# Martin Air Resumes Direct Flights to Colombo



## serendib (Mar 1, 2005)

Martin Air, one of the leading European airlines has re-commenced direct flights to Colombo while describing Sri Lanka as one of the finest tourist destinations in the world.

Martin Air Senior Vice President Passenger Business Unit Sander Heijmans explaining the decision said that Sri Lanka is becoming one of the best destinations in the world the mainly because of its speedy post–tsunami reconstruction process in the hospitality industry.

“We are happy to be back in Sri Lanka and our main focus is to develop Colombo as our main destination in the region. Colombo is also a growing market and we see it as strategic point in reaching to other areas in the region. We will be operating two flights per week between Amsterdam and Colombo and will be increasing our frequency to three flights per week by December,” he said.

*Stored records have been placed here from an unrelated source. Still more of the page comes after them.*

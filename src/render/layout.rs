//! Width-driven geometry of the 52 x 7 grid

use super::surface::SurfaceMetrics;
use crate::calendar::{DAYS_PER_WEEK, WEEKS};

/// Tenths of the width given to cells; the rest goes to the gaps between them
pub const ITEMS_SHARE_TENTHS: u64 = 7;
/// Sample covering the label font's ascender and descender extremes
pub const HEADER_PROBE: &str = "Ttpqyjg";
/// Gap between the month labels' baseline and the first row
pub const HEADER_PADDING_DP: f64 = 6.0;

/// Cell edge and gap size for a given pixel width.
///
/// The integer part of 70% of the width is shared by the 52 cells, the
/// remainder by the 51 gaps. A zero width yields zero sizes.
pub fn split_width(width: u32) -> (f64, f64) {
    // Floor in integers; 700.0 * 0.7 is 489.99999999999994 in f64
    let items_width = u64::from(width) * ITEMS_SHARE_TENTHS / 10;
    let spaces_width = u64::from(width) - items_width;
    let item_size = items_width as f64 / WEEKS as f64;
    let space_size = spaces_width as f64 / (WEEKS - 1) as f64;
    (item_size, space_size)
}

/// Geometry of one render pass, derived from the current width
#[derive(Debug, Clone, Copy, PartialEq)]
pub struct CellGeometry {
    pub width: u32,
    /// Edge length of a (square) day cell
    pub item_size: f64,
    /// Gap between adjacent cells, both directions
    pub space_size: f64,
    /// Label padding in device pixels (whole pixels)
    pub padding: f64,
    /// Space reserved above row 0 for month labels
    pub header_height: f64,
}

impl CellGeometry {
    pub fn new(width: u32, metrics: &dyn SurfaceMetrics, text_size: f64) -> Self {
        let (item_size, space_size) = split_width(width);
        let padding = metrics.dp(HEADER_PADDING_DP).trunc();
        let probe = metrics.text_bounds(HEADER_PROBE, text_size);
        Self {
            width,
            item_size,
            space_size,
            padding,
            header_height: f64::from(probe.height()) + padding,
        }
    }

    /// Distance between the origins of neighbouring cells
    pub fn pitch(&self) -> f64 {
        self.item_size + self.space_size
    }

    /// Height of the seven rows and six gaps, header excluded
    pub fn grid_height(&self) -> f64 {
        DAYS_PER_WEEK as f64 * self.item_size + (DAYS_PER_WEEK - 1) as f64 * self.space_size
    }

    /// `(width, height)` the grid wants; height follows from width
    pub fn preferred_size(&self) -> (u32, u32) {
        let height = self.grid_height().floor() + self.header_height;
        (self.width, height.max(0.0) as u32)
    }

    /// Top-left pixel of the cell in `week`-column, `day`-row
    pub fn cell_origin(&self, week: usize, day: usize) -> (f64, f64) {
        (
            week as f64 * self.pitch(),
            self.header_height + day as f64 * self.pitch(),
        )
    }

    /// Baseline for month label text
    pub fn label_baseline(&self) -> f64 {
        self.header_height - self.padding
    }
}
//! Application state and event loop

use std::time::Duration;

use activity_heatmap::ActivityHeatmap;
use chrono::NaiveDate;
use crossterm::event::{self, Event, KeyCode, KeyEventKind, KeyModifiers};
use ratatui::{
    buffer::Buffer,
    layout::{Constraint, Layout, Rect},
    style::{Modifier, Style},
    text::{Line, Span},
    widgets::{Paragraph, Widget},
    DefaultTerminal, Frame,
};
use tracing::info;

use super::theme::Theme;
use super::widgets::{heatmap::HeatmapView, help::HelpPopup, legend::Legend};

/// Main application
pub struct App {
    heatmap: ActivityHeatmap,
    theme: Theme,
    /// Day index of the selected cell
    selected: usize,
    show_help: bool,
    should_quit: bool,
}

impl App {
    /// Start with today (the last day) selected
    pub fn new(heatmap: ActivityHeatmap, theme: Theme) -> Self {
        let selected = heatmap.day_count().saturating_sub(1);
        Self {
            heatmap,
            theme,
            selected,
            show_help: false,
            should_quit: false,
        }
    }

    pub fn heatmap(&self) -> &ActivityHeatmap {
        &self.heatmap
    }

    pub fn into_heatmap(self) -> ActivityHeatmap {
        self.heatmap
    }

    pub fn should_quit(&self) -> bool {
        self.should_quit
    }

    pub fn selected_date(&self) -> Option<NaiveDate> {
        self.heatmap.calendar().window().date_at(self.selected)
    }

    /// Move the selection by `delta` days, clamped to the window
    pub fn move_selection(&mut self, delta: isize) {
        let last = self.heatmap.day_count().saturating_sub(1);
        self.selected = self.selected.saturating_add_signed(delta).min(last);
    }

    pub fn toggle_selected(&mut self) {
        if let Some(date) = self.selected_date() {
            self.heatmap.toggle(date);
        }
    }

    /// Handle keyboard events
    pub fn handle_event(&mut self, event: Event) {
        let Event::Key(key) = event else {
            return;
        };
        if key.kind != KeyEventKind::Press {
            return;
        }

        if key.code == KeyCode::Char('c') && key.modifiers.contains(KeyModifiers::CONTROL) {
            self.should_quit = true;
            return;
        }

        if self.show_help {
            if matches!(key.code, KeyCode::Char('?') | KeyCode::Esc) {
                self.show_help = false;
            }
            return;
        }

        match key.code {
            KeyCode::Char('q') | KeyCode::Esc => self.should_quit = true,
            KeyCode::Char('?') => self.show_help = true,
            KeyCode::Left | KeyCode::Char('h') => self.move_selection(-7),
            KeyCode::Right | KeyCode::Char('l') => self.move_selection(7),
            KeyCode::Up | KeyCode::Char('k') => self.move_selection(-1),
            KeyCode::Down | KeyCode::Char('j') => self.move_selection(1),
            KeyCode::Char(' ') | KeyCode::Enter => self.toggle_selected(),
            KeyCode::Char('t') => self.selected = self.heatmap.day_count().saturating_sub(1),
            _ => {}
        }
    }

    pub fn draw(&self, frame: &mut Frame) {
        frame.render_widget(self, frame.area());
    }

    fn status_line(&self) -> Line<'_> {
        let Some(date) = self.selected_date() else {
            return Line::default();
        };
        let active = self.heatmap.calendar().is_active(date);
        let state = if active {
            Span::styled(
                "active",
                Style::default()
                    .fg(self.theme.accent())
                    .add_modifier(Modifier::BOLD),
            )
        } else {
            Span::styled("inactive", Style::default().fg(self.theme.muted()))
        };

        Line::from(vec![
            Span::styled(
                date.format("%Y-%m-%d (%a)").to_string(),
                Style::default().fg(self.theme.date()),
            ),
            Span::styled("  ", Style::default()),
            state,
            Span::styled(
                format!(
                    "  |  {} of {} days active  |  ? for help",
                    self.heatmap.calendar().active_count(),
                    self.heatmap.day_count()
                ),
                Style::default().fg(self.theme.muted()),
            ),
        ])
    }
}

impl Widget for &App {
    fn render(self, area: Rect, buf: &mut Buffer) {
        let chunks = Layout::vertical([
            Constraint::Length(1),                  // [0] Title
            Constraint::Length(1),                  // [1] Padding
            Constraint::Length(HeatmapView::HEIGHT), // [2] Heatmap
            Constraint::Length(1),                  // [3] Legend
            Constraint::Length(1),                  // [4] Padding
            Constraint::Length(1),                  // [5] Status
            Constraint::Min(0),                     // Remaining
        ])
        .split(area);

        let title = format!(
            " Activity {} to {}",
            self.heatmap.range_start(),
            self.heatmap.range_end()
        );
        buf.set_string(
            chunks[0].x,
            chunks[0].y,
            title,
            Style::default()
                .fg(self.theme.text())
                .add_modifier(Modifier::BOLD),
        );

        if area.width < HeatmapView::min_width() {
            let message = format!(
                "Terminal too narrow: need {} columns",
                HeatmapView::min_width()
            );
            buf.set_string(
                chunks[2].x,
                chunks[2].y,
                message,
                Style::default().fg(self.theme.muted()),
            );
        } else {
            HeatmapView::new(&self.heatmap, self.theme)
                .selected(Some(self.selected))
                .render(chunks[2], buf);
            Legend::new(self.heatmap.style(), self.theme).render(chunks[3], buf);
        }

        Paragraph::new(self.status_line()).render(chunks[5], buf);

        if self.show_help {
            HelpPopup::new(self.theme).render(HelpPopup::centered_area(area), buf);
        }
    }
}

/// Run the TUI application; returns the heatmap with the user's edits
pub fn run(heatmap: ActivityHeatmap, theme: Theme) -> anyhow::Result<ActivityHeatmap> {
    let mut terminal = ratatui::init();
    let mut app = App::new(heatmap, theme);
    let result = run_app(&mut terminal, &mut app);
    ratatui::restore();
    result?;

    info!(
        active = app.heatmap().calendar().active_count(),
        "tui closed"
    );
    Ok(app.into_heatmap())
}

fn run_app(terminal: &mut DefaultTerminal, app: &mut App) -> anyhow::Result<()> {
    loop {
        terminal.draw(|frame| app.draw(frame))?;

        if app.should_quit() {
            break;
        }

        if event::poll(Duration::from_millis(250))? {
            app.handle_event(event::read()?);
        }
    }
    Ok(())
}
//! Terminal host: ratatui adapter for the heatmap and the interactive app

pub mod app;
pub mod theme;
pub mod widgets;

pub use app::run;
//! Type definitions for activity-heatmap

mod error;
mod primitive;

pub use error::*;
pub use primitive::*;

“On the other hand the travelers in the world have a short memory and they forget easily. Therefore, the tsunami effect is not going to be a barrier for tourists to come here,” he added.

Martin Air Inter Line Manager Emile Arnst said that Martin Air currently flies to 65 destinations. In the year 2002 Martin Air stopped its flights operating in Colombo after 9/11 and escalating costs due to high oil prices.


----------



## Bertez (Jul 9, 2005)

Great to hear


----------